(Data excerpts)
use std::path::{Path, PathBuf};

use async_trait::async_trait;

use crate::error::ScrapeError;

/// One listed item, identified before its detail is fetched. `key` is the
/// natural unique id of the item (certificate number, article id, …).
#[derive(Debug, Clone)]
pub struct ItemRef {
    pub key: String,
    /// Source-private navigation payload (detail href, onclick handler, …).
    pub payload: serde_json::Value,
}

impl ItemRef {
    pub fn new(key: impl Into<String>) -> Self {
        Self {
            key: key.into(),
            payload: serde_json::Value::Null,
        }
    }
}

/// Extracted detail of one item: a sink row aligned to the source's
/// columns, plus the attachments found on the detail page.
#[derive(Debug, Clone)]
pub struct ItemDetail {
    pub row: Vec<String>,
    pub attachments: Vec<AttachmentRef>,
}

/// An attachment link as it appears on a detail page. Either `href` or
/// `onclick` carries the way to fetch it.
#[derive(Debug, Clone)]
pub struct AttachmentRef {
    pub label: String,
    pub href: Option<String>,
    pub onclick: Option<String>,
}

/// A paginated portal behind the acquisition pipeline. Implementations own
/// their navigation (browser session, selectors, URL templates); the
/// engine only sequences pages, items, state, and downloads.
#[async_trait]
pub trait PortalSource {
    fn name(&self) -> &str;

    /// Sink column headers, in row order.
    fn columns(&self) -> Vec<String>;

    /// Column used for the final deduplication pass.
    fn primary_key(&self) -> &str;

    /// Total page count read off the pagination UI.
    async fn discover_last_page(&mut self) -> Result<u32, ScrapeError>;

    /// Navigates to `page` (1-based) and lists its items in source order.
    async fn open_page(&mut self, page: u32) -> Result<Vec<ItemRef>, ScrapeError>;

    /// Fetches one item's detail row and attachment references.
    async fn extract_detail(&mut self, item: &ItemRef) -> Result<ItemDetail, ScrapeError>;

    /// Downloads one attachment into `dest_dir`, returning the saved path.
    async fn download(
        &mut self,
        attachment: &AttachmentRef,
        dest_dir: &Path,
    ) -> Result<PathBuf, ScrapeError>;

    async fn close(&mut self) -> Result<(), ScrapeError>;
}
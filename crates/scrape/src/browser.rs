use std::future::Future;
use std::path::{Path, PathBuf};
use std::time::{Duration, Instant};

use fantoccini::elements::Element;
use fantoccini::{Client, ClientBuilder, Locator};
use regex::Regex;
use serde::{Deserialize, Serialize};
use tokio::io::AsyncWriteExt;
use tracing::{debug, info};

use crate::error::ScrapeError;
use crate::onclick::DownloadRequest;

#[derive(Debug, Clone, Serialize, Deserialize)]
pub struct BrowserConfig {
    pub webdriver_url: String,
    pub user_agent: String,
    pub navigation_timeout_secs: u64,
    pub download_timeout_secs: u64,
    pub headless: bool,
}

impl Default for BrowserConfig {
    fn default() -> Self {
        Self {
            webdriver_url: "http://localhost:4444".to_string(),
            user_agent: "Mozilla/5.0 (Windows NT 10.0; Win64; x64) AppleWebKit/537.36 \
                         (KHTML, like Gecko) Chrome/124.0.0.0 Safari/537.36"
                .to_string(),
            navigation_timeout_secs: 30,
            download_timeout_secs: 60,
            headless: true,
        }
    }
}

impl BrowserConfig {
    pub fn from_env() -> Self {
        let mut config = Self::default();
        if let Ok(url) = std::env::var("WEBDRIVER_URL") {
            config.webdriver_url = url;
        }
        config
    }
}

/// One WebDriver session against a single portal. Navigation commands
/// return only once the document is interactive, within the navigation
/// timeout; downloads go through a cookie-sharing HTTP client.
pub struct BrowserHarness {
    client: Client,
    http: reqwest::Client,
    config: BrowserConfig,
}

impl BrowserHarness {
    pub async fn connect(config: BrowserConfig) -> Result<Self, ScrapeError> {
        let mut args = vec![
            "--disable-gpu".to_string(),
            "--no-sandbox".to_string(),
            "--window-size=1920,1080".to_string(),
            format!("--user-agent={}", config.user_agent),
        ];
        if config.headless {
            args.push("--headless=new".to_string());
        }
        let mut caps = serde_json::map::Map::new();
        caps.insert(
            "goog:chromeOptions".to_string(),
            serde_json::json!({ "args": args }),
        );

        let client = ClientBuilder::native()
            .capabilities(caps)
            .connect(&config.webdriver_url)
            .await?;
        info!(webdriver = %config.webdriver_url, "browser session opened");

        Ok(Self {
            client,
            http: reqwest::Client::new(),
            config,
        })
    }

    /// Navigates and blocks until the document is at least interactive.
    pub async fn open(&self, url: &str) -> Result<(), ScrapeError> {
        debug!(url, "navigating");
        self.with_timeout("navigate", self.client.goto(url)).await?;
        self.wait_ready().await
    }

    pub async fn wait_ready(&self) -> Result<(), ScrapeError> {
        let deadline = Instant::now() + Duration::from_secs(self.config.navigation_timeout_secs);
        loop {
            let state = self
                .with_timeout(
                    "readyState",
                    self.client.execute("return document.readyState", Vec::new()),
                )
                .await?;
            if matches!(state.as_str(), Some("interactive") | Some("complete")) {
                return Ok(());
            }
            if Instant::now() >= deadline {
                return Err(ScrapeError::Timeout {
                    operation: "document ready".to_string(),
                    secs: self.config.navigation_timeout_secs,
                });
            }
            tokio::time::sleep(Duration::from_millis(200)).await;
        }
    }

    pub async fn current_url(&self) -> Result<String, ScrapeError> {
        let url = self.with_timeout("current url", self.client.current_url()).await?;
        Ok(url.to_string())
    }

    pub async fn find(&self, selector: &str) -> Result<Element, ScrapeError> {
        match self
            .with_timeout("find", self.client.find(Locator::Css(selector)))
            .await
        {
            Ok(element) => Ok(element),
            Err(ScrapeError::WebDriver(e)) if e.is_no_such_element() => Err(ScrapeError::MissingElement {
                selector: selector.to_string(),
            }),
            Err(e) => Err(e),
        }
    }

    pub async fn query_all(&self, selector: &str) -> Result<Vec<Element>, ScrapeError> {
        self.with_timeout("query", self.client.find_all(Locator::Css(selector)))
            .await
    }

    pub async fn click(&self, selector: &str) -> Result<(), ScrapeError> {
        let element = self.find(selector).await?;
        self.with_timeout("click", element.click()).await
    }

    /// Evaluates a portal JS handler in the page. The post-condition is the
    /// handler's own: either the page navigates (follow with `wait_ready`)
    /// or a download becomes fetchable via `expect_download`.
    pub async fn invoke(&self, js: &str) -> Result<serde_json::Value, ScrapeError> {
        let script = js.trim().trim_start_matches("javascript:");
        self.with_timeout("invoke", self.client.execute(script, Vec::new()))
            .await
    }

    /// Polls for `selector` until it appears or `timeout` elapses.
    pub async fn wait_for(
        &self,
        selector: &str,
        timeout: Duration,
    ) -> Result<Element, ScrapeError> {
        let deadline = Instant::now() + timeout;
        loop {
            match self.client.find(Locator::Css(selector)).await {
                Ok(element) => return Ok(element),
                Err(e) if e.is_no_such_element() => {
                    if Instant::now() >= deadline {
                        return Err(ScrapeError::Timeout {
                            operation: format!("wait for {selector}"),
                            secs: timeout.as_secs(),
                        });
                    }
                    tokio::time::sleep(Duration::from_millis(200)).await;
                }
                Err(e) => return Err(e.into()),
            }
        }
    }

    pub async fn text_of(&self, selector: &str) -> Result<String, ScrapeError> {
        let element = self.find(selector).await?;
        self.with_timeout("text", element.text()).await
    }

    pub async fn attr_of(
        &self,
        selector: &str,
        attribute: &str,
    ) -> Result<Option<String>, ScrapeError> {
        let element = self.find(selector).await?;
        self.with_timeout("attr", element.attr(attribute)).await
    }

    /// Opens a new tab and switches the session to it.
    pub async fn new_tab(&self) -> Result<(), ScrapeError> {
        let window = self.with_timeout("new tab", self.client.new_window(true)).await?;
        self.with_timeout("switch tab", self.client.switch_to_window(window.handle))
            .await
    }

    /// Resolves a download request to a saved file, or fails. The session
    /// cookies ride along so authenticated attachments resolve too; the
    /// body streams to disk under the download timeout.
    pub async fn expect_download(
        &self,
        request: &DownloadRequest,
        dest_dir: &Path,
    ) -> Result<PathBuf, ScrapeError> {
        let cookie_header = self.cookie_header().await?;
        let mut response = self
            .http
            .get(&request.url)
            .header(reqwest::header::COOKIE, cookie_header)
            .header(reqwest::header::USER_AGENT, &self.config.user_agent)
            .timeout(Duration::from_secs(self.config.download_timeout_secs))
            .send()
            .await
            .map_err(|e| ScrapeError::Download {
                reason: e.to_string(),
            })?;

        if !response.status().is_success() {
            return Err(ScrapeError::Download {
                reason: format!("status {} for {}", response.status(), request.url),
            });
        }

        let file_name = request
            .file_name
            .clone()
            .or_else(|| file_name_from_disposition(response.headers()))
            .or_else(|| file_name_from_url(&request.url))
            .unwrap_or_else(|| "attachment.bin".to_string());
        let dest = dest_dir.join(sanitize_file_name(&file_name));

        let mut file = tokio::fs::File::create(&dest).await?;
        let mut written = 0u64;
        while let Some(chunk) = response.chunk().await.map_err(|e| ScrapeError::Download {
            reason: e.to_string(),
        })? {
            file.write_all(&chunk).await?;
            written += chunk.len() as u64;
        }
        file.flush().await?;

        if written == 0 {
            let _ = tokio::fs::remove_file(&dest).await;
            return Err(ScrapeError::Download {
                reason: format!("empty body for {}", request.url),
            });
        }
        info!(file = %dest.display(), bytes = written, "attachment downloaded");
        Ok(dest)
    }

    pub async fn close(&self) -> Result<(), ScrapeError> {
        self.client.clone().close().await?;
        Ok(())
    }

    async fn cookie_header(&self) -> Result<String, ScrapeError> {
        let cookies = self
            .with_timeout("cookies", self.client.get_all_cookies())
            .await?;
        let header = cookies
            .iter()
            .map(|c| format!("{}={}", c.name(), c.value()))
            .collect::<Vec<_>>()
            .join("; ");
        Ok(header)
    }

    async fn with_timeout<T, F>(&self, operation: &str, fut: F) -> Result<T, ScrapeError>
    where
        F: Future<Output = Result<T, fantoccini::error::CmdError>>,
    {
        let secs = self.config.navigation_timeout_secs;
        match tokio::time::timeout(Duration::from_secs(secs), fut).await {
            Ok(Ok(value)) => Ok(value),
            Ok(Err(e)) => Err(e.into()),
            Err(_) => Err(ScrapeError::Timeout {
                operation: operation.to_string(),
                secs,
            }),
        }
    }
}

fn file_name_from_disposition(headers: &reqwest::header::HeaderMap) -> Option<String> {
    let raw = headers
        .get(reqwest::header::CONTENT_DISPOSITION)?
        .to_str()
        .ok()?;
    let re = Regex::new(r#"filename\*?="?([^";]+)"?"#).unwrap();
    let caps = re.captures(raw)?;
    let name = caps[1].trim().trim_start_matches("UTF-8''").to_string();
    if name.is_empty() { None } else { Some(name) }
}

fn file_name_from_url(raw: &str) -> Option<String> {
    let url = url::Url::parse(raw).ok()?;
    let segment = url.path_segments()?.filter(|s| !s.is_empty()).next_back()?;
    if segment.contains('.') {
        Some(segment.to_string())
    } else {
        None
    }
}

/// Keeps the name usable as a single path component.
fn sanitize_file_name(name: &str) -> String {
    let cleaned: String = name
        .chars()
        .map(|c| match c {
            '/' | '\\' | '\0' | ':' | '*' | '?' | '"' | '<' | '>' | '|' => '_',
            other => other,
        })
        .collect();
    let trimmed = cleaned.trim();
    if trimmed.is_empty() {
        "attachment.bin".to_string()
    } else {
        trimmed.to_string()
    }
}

§ Try it:
Nothing but the lines from the one with "let segment = url.path_segments()?.filter(|s|" through the final line of the data above should be output, exactly as written.

§ Answer box:
    let segment = url.path_segments()?.filter(|s| !s.is_empty()).next_back()?;
    if segment.contains('.') {
        Some(segment.to_string())
    } else {
        None
    }
}

/// Keeps the name usable as a single path component.
fn sanitize_file_name(name: &str) -> String {
    let cleaned: String = name
        .chars()
        .map(|c| match c {
            '/' | '\\' | '\0' | ':' | '*' | '?' | '"' | '<' | '>' | '|' => '_',
            other => other,
        })
        .collect();
    let trimmed = cleaned.trim();
    if trimmed.is_empty() {
        "attachment.bin".to_string()
    } else {
        trimmed.to_string()
    }
}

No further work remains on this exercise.